### WHAT THIS TASK INVOLVES
How many lines in the records below contain the word "derive"? State that number and nothing more.

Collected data

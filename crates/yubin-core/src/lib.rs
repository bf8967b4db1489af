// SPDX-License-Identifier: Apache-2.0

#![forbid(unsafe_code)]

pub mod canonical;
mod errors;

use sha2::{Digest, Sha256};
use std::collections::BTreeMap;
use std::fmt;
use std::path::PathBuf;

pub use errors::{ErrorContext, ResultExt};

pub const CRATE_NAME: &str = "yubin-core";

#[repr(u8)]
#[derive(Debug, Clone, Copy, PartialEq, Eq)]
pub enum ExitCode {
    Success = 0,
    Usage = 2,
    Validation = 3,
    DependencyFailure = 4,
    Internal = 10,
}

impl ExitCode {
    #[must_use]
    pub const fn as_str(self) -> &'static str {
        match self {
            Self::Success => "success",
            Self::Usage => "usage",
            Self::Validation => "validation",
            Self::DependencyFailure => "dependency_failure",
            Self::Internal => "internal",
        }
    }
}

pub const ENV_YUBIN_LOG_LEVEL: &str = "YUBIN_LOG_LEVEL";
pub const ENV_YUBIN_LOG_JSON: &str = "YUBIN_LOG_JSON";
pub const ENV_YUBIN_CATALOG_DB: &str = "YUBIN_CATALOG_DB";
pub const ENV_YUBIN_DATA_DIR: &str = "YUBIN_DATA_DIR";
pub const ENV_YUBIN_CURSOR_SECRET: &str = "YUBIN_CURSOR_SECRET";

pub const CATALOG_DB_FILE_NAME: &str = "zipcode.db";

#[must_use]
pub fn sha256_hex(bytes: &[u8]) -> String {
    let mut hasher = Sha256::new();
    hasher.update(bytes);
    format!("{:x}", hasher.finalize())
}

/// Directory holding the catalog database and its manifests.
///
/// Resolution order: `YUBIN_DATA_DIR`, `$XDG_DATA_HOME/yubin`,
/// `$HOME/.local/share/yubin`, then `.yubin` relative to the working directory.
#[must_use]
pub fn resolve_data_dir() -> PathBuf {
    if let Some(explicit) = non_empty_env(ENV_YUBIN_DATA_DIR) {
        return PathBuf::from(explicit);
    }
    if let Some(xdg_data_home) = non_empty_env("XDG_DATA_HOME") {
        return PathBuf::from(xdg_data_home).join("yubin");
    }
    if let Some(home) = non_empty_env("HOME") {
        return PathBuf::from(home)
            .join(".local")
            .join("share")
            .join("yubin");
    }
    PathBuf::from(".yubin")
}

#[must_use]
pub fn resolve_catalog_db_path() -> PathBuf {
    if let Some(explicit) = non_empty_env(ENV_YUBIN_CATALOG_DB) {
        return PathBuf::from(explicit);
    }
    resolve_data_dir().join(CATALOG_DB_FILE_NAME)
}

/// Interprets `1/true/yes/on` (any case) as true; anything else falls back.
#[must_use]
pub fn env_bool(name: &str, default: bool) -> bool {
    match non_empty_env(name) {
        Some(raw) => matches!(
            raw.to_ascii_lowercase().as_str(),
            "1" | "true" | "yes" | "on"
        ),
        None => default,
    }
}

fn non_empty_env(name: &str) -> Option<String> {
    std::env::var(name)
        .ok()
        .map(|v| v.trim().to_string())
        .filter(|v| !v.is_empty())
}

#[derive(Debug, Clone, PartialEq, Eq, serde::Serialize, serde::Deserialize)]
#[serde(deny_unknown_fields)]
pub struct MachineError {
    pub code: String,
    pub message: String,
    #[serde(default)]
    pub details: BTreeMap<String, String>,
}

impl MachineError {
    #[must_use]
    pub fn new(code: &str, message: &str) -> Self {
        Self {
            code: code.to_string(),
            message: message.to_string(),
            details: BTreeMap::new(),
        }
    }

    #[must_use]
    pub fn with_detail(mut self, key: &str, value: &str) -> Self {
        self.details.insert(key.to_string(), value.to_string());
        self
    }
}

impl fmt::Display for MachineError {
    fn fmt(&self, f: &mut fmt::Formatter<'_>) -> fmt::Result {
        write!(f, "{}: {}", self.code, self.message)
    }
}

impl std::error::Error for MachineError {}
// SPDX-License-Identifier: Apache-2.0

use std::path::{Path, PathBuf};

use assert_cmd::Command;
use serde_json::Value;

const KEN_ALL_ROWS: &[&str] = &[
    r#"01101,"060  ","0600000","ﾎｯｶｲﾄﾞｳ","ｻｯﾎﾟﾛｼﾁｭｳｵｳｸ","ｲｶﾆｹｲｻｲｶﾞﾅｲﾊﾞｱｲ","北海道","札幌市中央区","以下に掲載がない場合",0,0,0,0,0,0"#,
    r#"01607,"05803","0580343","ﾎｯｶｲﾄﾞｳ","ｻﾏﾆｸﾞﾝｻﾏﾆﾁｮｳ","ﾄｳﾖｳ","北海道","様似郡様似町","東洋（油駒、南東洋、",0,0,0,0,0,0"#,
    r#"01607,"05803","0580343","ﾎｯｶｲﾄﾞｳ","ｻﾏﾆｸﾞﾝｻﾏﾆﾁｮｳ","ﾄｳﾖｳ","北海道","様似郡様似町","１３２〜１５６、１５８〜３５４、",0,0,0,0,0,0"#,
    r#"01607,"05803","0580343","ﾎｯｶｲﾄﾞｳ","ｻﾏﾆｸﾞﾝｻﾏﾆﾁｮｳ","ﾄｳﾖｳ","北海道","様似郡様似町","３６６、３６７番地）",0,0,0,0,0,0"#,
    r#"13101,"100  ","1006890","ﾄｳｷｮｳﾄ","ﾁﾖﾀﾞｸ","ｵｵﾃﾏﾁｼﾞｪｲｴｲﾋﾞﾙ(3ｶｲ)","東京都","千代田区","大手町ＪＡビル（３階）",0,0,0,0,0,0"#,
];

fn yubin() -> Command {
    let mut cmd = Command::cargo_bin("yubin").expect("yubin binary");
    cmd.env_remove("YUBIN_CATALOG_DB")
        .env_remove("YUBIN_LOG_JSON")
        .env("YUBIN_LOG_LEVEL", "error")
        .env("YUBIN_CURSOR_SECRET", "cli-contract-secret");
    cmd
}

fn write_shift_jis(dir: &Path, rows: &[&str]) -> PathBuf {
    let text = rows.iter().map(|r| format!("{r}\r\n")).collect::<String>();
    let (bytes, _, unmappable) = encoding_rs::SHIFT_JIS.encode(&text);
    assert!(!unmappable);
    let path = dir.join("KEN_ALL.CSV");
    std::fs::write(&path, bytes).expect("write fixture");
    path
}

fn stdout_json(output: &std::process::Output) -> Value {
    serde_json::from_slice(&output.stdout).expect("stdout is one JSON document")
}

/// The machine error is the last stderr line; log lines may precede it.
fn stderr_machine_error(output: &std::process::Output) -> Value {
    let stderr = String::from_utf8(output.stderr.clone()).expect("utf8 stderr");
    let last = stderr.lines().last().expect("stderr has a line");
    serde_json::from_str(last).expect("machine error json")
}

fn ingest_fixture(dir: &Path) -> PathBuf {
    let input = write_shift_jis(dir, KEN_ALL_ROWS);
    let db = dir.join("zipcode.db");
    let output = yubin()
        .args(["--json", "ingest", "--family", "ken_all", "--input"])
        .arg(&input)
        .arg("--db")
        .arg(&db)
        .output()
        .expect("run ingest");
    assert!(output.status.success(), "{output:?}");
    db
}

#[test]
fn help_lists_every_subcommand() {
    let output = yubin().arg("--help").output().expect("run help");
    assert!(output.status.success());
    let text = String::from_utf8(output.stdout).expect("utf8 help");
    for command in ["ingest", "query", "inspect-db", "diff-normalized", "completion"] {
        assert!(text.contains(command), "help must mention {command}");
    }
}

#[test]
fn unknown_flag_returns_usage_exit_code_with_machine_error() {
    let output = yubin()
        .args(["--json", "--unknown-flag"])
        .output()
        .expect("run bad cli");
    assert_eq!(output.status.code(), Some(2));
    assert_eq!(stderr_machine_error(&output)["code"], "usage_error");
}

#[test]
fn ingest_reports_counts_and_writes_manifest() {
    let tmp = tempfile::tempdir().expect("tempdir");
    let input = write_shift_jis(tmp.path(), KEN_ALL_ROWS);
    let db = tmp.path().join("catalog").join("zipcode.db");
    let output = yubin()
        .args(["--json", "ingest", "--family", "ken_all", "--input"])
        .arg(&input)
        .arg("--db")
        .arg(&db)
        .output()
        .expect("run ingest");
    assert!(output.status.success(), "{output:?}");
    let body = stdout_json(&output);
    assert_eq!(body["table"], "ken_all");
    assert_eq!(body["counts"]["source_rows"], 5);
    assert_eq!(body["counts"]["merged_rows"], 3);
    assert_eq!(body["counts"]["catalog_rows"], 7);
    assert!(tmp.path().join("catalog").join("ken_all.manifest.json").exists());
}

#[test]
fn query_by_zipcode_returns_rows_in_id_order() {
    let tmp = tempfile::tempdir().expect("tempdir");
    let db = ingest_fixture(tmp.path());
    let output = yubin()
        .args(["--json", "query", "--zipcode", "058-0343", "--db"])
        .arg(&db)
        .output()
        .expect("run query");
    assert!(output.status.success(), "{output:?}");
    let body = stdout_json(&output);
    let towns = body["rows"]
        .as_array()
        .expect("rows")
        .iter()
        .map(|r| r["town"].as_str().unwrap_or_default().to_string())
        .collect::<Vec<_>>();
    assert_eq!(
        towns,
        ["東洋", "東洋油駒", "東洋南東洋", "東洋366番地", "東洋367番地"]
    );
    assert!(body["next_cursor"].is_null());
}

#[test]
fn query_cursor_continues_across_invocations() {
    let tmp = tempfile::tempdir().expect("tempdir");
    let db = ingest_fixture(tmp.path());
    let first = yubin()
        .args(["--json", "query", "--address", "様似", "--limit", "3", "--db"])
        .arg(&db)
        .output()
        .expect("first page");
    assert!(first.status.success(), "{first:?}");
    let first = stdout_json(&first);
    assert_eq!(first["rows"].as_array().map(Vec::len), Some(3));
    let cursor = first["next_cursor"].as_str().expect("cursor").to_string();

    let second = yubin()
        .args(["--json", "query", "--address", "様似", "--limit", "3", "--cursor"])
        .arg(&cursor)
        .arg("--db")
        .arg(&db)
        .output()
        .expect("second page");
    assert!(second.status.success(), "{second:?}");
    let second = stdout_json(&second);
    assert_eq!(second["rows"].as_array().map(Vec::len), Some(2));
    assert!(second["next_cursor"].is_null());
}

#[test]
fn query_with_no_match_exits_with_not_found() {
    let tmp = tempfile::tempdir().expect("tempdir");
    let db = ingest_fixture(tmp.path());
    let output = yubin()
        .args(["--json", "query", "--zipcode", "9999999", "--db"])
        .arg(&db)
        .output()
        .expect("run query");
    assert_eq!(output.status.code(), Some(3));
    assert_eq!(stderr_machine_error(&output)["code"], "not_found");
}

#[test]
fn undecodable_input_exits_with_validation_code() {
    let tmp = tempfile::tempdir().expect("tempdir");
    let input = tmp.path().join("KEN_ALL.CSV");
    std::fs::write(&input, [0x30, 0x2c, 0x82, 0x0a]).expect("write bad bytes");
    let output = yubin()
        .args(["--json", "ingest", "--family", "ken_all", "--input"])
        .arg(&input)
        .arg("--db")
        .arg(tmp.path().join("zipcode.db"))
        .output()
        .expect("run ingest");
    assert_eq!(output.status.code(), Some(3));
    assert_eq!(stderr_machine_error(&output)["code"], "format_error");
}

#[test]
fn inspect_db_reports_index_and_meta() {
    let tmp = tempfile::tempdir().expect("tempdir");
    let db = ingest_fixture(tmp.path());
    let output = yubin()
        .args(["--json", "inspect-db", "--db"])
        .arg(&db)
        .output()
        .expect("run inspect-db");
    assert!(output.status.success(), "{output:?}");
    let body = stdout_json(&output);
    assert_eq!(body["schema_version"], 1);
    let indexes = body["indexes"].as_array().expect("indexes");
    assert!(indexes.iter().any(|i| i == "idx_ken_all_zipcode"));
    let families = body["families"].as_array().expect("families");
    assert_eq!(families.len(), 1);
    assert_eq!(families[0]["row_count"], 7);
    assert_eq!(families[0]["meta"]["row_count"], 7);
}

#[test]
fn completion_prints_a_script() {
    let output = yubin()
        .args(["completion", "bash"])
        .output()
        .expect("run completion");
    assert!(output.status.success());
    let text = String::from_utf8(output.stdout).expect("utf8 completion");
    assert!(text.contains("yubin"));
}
...
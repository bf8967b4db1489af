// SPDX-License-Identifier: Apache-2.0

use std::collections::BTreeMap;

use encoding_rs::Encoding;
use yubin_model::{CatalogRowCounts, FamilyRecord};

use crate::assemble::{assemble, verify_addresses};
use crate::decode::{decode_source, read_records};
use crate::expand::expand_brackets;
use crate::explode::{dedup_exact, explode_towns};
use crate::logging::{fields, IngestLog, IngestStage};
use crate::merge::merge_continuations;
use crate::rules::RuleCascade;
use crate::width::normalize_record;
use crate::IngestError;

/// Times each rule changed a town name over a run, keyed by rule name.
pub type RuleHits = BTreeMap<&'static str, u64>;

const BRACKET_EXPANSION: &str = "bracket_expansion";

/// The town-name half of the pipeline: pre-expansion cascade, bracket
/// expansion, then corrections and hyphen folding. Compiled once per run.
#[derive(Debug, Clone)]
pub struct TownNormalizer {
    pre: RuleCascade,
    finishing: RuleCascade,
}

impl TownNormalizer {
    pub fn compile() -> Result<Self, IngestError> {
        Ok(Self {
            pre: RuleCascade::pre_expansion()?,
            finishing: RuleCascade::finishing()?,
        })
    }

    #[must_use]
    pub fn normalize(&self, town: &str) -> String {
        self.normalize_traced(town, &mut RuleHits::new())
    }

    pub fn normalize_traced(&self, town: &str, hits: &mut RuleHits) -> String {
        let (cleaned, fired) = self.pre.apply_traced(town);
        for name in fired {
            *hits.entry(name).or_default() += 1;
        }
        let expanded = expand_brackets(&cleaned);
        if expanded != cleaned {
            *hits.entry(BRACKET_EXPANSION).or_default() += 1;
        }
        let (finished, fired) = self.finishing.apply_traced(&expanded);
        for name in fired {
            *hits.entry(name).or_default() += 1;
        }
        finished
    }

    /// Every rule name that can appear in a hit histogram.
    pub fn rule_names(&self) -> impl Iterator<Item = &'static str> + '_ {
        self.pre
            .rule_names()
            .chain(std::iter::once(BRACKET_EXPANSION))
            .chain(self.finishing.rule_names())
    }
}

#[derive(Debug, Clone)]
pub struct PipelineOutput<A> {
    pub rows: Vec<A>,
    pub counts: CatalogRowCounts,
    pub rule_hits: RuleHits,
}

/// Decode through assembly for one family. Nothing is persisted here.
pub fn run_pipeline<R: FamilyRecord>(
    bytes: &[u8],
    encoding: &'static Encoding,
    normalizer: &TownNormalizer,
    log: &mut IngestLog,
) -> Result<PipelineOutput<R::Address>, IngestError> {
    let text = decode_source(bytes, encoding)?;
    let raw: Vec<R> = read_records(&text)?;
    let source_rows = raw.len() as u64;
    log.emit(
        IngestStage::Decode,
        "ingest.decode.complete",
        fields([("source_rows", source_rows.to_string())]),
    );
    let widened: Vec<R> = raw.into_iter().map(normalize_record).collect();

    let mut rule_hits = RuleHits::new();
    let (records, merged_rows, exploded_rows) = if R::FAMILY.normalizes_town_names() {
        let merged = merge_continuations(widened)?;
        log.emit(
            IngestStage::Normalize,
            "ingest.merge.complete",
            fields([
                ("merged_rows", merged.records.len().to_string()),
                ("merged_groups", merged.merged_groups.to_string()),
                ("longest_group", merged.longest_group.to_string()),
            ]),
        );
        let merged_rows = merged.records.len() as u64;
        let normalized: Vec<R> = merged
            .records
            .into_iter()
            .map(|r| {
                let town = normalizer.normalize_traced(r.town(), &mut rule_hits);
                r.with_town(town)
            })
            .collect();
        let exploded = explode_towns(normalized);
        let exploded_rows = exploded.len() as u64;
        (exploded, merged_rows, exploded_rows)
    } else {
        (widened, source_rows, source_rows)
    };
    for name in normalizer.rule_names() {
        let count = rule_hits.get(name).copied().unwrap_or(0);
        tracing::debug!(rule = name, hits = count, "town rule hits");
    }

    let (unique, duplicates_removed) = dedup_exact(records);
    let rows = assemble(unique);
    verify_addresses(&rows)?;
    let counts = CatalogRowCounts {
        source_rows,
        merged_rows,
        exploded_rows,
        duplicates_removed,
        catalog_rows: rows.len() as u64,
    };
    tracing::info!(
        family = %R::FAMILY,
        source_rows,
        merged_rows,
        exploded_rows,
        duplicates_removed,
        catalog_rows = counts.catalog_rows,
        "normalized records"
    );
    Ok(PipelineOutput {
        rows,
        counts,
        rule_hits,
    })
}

### WRITTEN SOLUTION
4